◆ Work item:
Whatever the records contain, reproduce all of them exactly.

◆ Input for this task:
= Beginning of Section =
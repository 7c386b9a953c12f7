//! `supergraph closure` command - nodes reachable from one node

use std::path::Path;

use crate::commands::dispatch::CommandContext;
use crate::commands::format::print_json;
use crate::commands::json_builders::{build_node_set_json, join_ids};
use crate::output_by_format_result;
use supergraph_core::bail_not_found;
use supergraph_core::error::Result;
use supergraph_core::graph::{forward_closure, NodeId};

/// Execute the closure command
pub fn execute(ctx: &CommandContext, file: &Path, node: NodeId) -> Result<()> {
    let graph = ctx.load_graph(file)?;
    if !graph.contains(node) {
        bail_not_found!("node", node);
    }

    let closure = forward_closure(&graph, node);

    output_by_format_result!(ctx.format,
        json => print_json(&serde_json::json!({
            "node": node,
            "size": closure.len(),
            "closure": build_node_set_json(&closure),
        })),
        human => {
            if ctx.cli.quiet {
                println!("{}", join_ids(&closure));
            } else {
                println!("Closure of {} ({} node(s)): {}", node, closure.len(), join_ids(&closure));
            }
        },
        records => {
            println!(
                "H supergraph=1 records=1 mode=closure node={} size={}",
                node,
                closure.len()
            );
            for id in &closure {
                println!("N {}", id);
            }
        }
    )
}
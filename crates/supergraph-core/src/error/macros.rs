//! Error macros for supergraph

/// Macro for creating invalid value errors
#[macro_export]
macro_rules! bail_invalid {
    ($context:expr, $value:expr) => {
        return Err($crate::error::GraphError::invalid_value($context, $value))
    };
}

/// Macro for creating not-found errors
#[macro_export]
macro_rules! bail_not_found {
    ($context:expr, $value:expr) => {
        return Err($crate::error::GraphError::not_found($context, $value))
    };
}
= End of Section =
◆ Response to this exercise:
repository 7c386b9a953c12f7
//! `supergraph closure` command - nodes reachable from one node

use std::path::Path;

use crate::commands::dispatch::CommandContext;
use crate::commands::format::print_json;
use crate::commands::json_builders::{build_node_set_json, join_ids};
use crate::output_by_format_result;
use supergraph_core::bail_not_found;
use supergraph_core::error::Result;
use supergraph_core::graph::{forward_closure, NodeId};

/// Execute the closure command
pub fn execute(ctx: &CommandContext, file: &Path, node: NodeId) -> Result<()> {
    let graph = ctx.load_graph(file)?;
    if !graph.contains(node) {
        bail_not_found!("node", node);
    }

    let closure = forward_closure(&graph, node);

    output_by_format_result!(ctx.format,
        json => print_json(&serde_json::json!({
            "node": node,
            "size": closure.len(),
            "closure": build_node_set_json(&closure),
        })),
        human => {
            if ctx.cli.quiet {
                println!("{}", join_ids(&closure));
            } else {
                println!("Closure of {} ({} node(s)): {}", node, closure.len(), join_ids(&closure));
            }
        },
        records => {
            println!(
                "H supergraph=1 records=1 mode=closure node={} size={}",
                node,
                closure.len()
            );
            for id in &closure {
                println!("N {}", id);
            }
        }
    )
}
filename crates/supergraph-core/src/error/macros.rs
//! Error macros for supergraph

/// Macro for creating invalid value errors
#[macro_export]
macro_rules! bail_invalid {
    ($context:expr, $value:expr) => {
        return Err($crate::error::GraphError::invalid_value($context, $value))
    };
}

/// Macro for creating not-found errors
#[macro_export]
macro_rules! bail_not_found {
    ($context:expr, $value:expr) => {
        return Err($crate::error::GraphError::not_found($context, $value))
    };
}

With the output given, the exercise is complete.